I also remember one scuffle. I was walking at night on Tverskoy Boulevard with a knuckle-duster in my pocket. Suddenly I saw three drunk guys, who started fighting me. When a police officer appeared they ran away, but I spent that night at the police station. In the morning the police officer said: ‘‘Let’s go drink beer, my shift is over." We went to a bar, and he began to read poetry to me when he learned that I was a student at the Literary Institute. Moreover, with such expression. He read Yesenin and Pushkin.
- Did the student’a card help you to make acquaintance with girls?
- We have enough girls at our institute. But in our group one smart boy said to me: "When you meet a girl, show her your student card. She will know that you didn't come to sell vegetables, but you will spend at least six months here." But it seemed to me that a person should have some other advantages than a student card.

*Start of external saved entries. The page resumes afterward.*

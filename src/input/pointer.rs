use crate::draw::DrawingSurface;
use log::trace;

use super::events::{PointerEvent, StrokeAction};
use super::transform::DisplayRect;

impl DrawingSurface {
    /// Processes one host pointer/touch event.
    ///
    /// # Arguments
    /// * `event` - The event, in client coordinates
    /// * `display` - Where the surface is displayed right now; the scale is
    ///   derived from it on every call
    ///
    /// # Behavior
    /// - Mouse down / touch start: begins a stroke
    /// - Mouse move / touch move: extends the active stroke (ignored when idle)
    /// - Mouse up / out, touch end / cancel: ends the stroke
    pub fn handle_event(&mut self, event: &PointerEvent, display: &DisplayRect) {
        let Some(action) = event.stroke_action() else {
            trace!("Ignoring positionless event {:?}", event);
            return;
        };

        let (width, height) = (self.width(), self.height());
        match action {
            StrokeAction::Begin(client) => self.begin(display.to_buffer(client, width, height)),
            StrokeAction::Extend(client) => {
                if self.is_drawing() {
                    self.extend(display.to_buffer(client, width, height));
                }
            }
            StrokeAction::End => {
                if self.is_drawing() {
                    self.end();
                }
            }
        }
    }

    /// Feeds a batch of events measured against the same display rect.
    pub fn handle_events<'a>(
        &mut self,
        events: impl IntoIterator<Item = &'a PointerEvent>,
        display: &DisplayRect,
    ) {
        for event in events {
            self.handle_event(event, display);
        }
    }
}

#[cfg(test)]
mod tests {
    use super::*;
    use crate::draw::SurfaceSettings;
    use crate::util::Point;

    fn surface() -> DrawingSurface {
        DrawingSurface::new(SurfaceSettings::default()).unwrap()
    }

    #[test]
    fn mouse_drag_matches_direct_calls() {
        let display = DisplayRect::new(100.0, 200.0, 512.0, 512.0);
        let mut via_events = surface();
        via_events.handle_events(
            &[
                PointerEvent::MouseDown { x: 120.0, y: 220.0 },
                PointerEvent::MouseMove { x: 200.0, y: 300.0 },
                PointerEvent::MouseUp,
            ],
            &display,
        );

        let mut direct = surface();
        direct.begin(Point::new(10.0, 10.0));
        direct.extend(Point::new(50.0, 50.0));
        direct.end();

        assert!(!via_events.is_empty());
        assert_eq!(via_events.pixels(), direct.pixels());
    }

    #[test]
    fn hover_without_press_draws_nothing() {
        let mut surface = surface();
        let display = DisplayRect::identity(256, 256);
        surface.handle_event(&PointerEvent::MouseMove { x: 10.0, y: 10.0 }, &display);
        surface.handle_event(&PointerEvent::MouseOut, &display);
        surface.handle_event(&PointerEvent::MouseMove { x: 40.0, y: 40.0 }, &display);
        assert!(surface.is_empty());
        assert!(surface.matches_blank());
    }

    #[test]
    fn mouse_out_ends_the_stroke() {
        let mut surface = surface();
        let display = DisplayRect::identity(256, 256);
        surface.handle_event(&PointerEvent::MouseDown { x: 10.0, y: 10.0 }, &display);
        surface.handle_event(&PointerEvent::MouseOut, &display);
        surface.handle_event(&PointerEvent::MouseMove { x: 90.0, y: 90.0 }, &display);
        assert!(surface.is_empty());
        assert!(!surface.is_drawing());
    }

    #[test]
    fn multi_touch_uses_first_touch() {
        let display = DisplayRect::identity(256, 256);
        let mut surface = surface();
        surface.handle_events(
            &[
                PointerEvent::TouchStart {
                    touches: vec![Point::new(10.0, 10.0), Point::new(200.0, 10.0)],
                },
                PointerEvent::TouchMove {
                    touches: vec![Point::new(50.0, 10.0), Point::new(240.0, 10.0)],
                },
                PointerEvent::TouchEnd,
            ],
            &display,
        );

        assert!(!surface.is_empty());
        let [r, ..] = surface.pixel(30, 10).unwrap();
        assert!(r < 64);
        assert_eq!(surface.pixel(220, 10), Some([255, 255, 255, 255]));
    }

    #[test]
    fn scale_is_recomputed_per_event() {
        let mut surface = surface();
        surface.handle_event(
            &PointerEvent::MouseDown { x: 20.0, y: 20.0 },
            &DisplayRect::new(0.0, 0.0, 512.0, 512.0),
        );
        // Layout shrinks to 1:1 mid-stroke; the move lands at (100, 100) in the buffer.
        surface.handle_event(
            &PointerEvent::MouseMove { x: 100.0, y: 100.0 },
            &DisplayRect::identity(256, 256),
        );
        let [r, ..] = surface.pixel(100, 100).unwrap();
        assert!(r < 64);
        let [r, ..] = surface.pixel(10, 10).unwrap();
        assert!(r < 64);
    }

    #[test]
    fn corner_to_corner_drag_reaches_corner_pixels() {
        for size in [128.0, 300.0, 1024.0] {
            let display = DisplayRect::new(0.0, 0.0, size, size);
            let mut surface = surface();
            surface.handle_events(
                &[
                    PointerEvent::MouseDown { x: 0.0, y: 0.0 },
                    PointerEvent::MouseMove { x: size, y: size },
                    PointerEvent::MouseUp,
                ],
                &display,
            );
            for (x, y) in [(0, 0), (255, 255)] {
                let [r, ..] = surface.pixel(x, y).unwrap();
                assert!(r < 64, "corner ({x}, {y}) should be inked at display size {size}");
            }
        }
    }
}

- Tell me how books are created. How do ideas appear?
- They may appear in different ways. Sometimes some unrelated things give an impetus to this. Sometimes an extract of some phrase that can be heard walking down the street. Then I try to develop it. Some things begin to become clearer. I always think about it, and can even walk along without anyone noticing. Sometimes people take offense if I pass by without saying hello, or without saying something in return. Something is always in my head, and then these thoughts can transform into some formed idea. After that, the idea can establish the basis of a professional plot.
Now I think that real literature should be without a plot, like our life. Plot is an artificial thing. Plot is a cell with an idea, deliberately put there by the author. I intend to make my new novel without a plot. Although there are many episodes, and things I would like to write about, some ideas are forgotten, and they have even died inside of me.

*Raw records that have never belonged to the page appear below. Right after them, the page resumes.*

//! Uplink wire format
//!
//! Every frame on the uplink is a JSON object discriminated by `type`:
//! - `{"type":"hello", ...}` capability announcement (both directions)
//! - `{"type":"mcp","payload":<worker message>}` a forwarded MCP message
//! - `{"type":"heartbeat"}` liveness
//!
//! Payloads are kept as raw JSON so the worker's bytes cross the bridge untouched.

use serde::{Deserialize, Serialize};
use serde_json::value::RawValue;

/// Envelope discriminator
#[derive(Debug, Clone, Copy, Serialize, Deserialize, PartialEq, Eq)]
#[serde(rename_all = "lowercase")]
pub enum EnvelopeKind {
    /// Handshake / capability announcement
    Hello,
    /// MCP payload
    Mcp,
    /// Liveness ping
    Heartbeat,
    /// Anything the relay sends that we do not understand
    #[serde(other)]
    Unknown,
}

/// A single uplink frame
///
/// Extra fields on inbound frames (e.g. the relay's hello details) are ignored.
#[derive(Debug, Clone, Serialize, Deserialize)]
pub struct Envelope {
    #[serde(rename = "type")]
    pub kind: EnvelopeKind,
    #[serde(default, skip_serializing_if = "Option::is_none")]
    pub payload: Option<Box<RawValue>>,
}

impl Envelope {
    /// Wrap a worker message as an `mcp` envelope
    pub fn mcp(payload: Box<RawValue>) -> Self {
        Self {
            kind: EnvelopeKind::Mcp,
            payload: Some(payload),
        }
    }

    /// Payload-less heartbeat
    pub fn heartbeat() -> Self {
        Self {
            kind: EnvelopeKind::Heartbeat,
            payload: None,
        }
    }

    /// Serialize to the text frame sent on the wire
    pub fn to_text(&self) -> Result<String, serde_json::Error> {
        serde_json::to_string(self)
    }

    /// Parse an inbound text frame
    pub fn from_text(text: &str) -> Result<Self, serde_json::Error> {
        serde_json::from_str(text)
    }

    /// Raw payload text, if any
    pub fn payload_str(&self) -> Option<&str> {
        self.payload.as_deref().map(RawValue::get)
    }
}

/// Identity block sent inside the hello announcement
#[derive(Debug, Clone, Serialize, Deserialize, PartialEq, Eq)]
pub struct ClientInfo {
    pub name: String,
    pub version: String,
    #[serde(default, skip_serializing_if = "Option::is_none")]
    pub description: Option<String>,
}

impl Default for ClientInfo {
    fn default() -> Self {
        Self {
            name: "mcp-relay-bridge".into(),
            version: env!("CARGO_PKG_VERSION").into(),
            description: Some("MCP relay bridge".into()),
        }
    }
}

/// First frame sent after the uplink opens
#[derive(Debug, Clone, Serialize, Deserialize)]
#[serde(rename_all = "camelCase")]
pub struct Hello {
    #[serde(rename = "type")]
    pub kind: EnvelopeKind,
    pub version: u32,
    pub features: serde_json::Value,
    pub transport: String,
    pub client_info: ClientInfo,
}

impl Hello {
    /// Protocol version announced in the hello frame
    pub const VERSION: u32 = 1;

    pub fn new(features: serde_json::Value, client_info: ClientInfo) -> Self {
        Self {
            kind: EnvelopeKind::Hello,
            version: Self::VERSION,
            features,
            transport: "websocket".into(),
            client_info,
        }
    }
}

#[cfg(test)]
mod tests {
    use super::*;

    #[test]
    fn test_mcp_payload_bytes_preserved() {
        // Odd spacing and key order must survive both boundaries
        let worker_line = r#"{"result":{"b":1,  "a":[1.50,2]},"jsonrpc":"2.0","id":7}"#;
        let raw = RawValue::from_string(worker_line.to_string()).unwrap();

        let text = Envelope::mcp(raw).to_text().unwrap();
        assert_eq!(text, format!(r#"{{"type":"mcp","payload":{}}}"#, worker_line));

        let decoded = Envelope::from_text(&text).unwrap();
        assert_eq!(decoded.kind, EnvelopeKind::Mcp);
        assert_eq!(decoded.payload_str(), Some(worker_line));
    }

    #[test]
    fn test_relay_hello_with_extra_fields() {
        let json = r#"{"type":"hello","version":1,"transport":"websocket","session_id":"abc"}"#;
        let env = Envelope::from_text(json).unwrap();
        assert_eq!(env.kind, EnvelopeKind::Hello);
        assert!(env.payload.is_none());
    }

    #[test]
    fn test_unknown_kind() {
        let env = Envelope::from_text(r#"{"type":"audio","payload":"x"}"#).unwrap();
        assert_eq!(env.kind, EnvelopeKind::Unknown);
    }

    #[test]
    fn test_missing_type_is_error() {
        assert!(Envelope::from_text(r#"{"payload":{}}"#).is_err());
        assert!(Envelope::from_text("not json").is_err());
    }

    #[test]
    fn test_hello_format() {
        let hello = Hello::new(
            serde_json::json!({"mcp": true}),
            ClientInfo {
                name: "bridge".into(),
                version: "1.0.0".into(),
                description: None,
            },
        );
        let json = serde_json::to_value(&hello).unwrap();
        assert_eq!(
            json,
            serde_json::json!({
                "type": "hello",
                "version": 1,
                "features": {"mcp": true},
                "transport": "websocket",
                "clientInfo": {"name": "bridge", "version": "1.0.0"}
            })
        );
    }

    #[test]
    fn test_heartbeat_has_no_payload() {
        assert_eq!(Envelope::heartbeat().to_text().unwrap(), r#"{"type":"heartbeat"}"#);
    }
}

- The novel ‘War and Peace’ is also based on different characters.
- It is mechanically easier to write screenplays in this respect. I have about 20 screenplays that have not become films. Another 20 have not become films for different reasons. When you write, you have an idea. But screenplays are not a writer’s work. A director, a cameraman, and even sometimes even a designer works with screenplays. A producer can say: "I want to see this actor in this role." And in this case you should write according to his preferences. There are a lot of nuances. However, there are some positive aspects in comparison with prose, which appears spontaneously. Especially when you know the idea and work out a scenario plan. The Italians say ‘skeletto.’ So you write and work it out according to the skeleton. Prose is completely different.
I remember as if it were the first time I read Faulkner's novel ‘The Sound and the Fury’ in ‘Foreign Literature.’ In the foreword he wrote: "It is a miracle when you don’t know what white paper will help you to create." This amazed me, because many times I experienced the same state. I began to write, and I didn’t know what it would be in the end. And then I saw that white paper reveals something entirely new. Some things I didn’t even know before. The psychology of creativity is the hardest thing, like dreams. Even now, nobody knows how they appear. However, Dostoevsky described it best of all: it is "an unprecedented combination of habitual experiences," but there are a lot of nuances.
It's a little bit boring when you know where to put a full stop, where the culmination is, where the main hero should die, where the beginning is, as well as where to use this phrase in order that nobody sets the book aside. You are walking a well-trodden path. Both Hemingway and other classic writers considered that the most important thing is the first phrase. Write it in a way that you would like to write more. And if you want to continue writing, then the readership will want to continue reading the book. It's a miracle when you write and don’t know anything except for the first phrase. And I'd like my future works to be like a real miracle.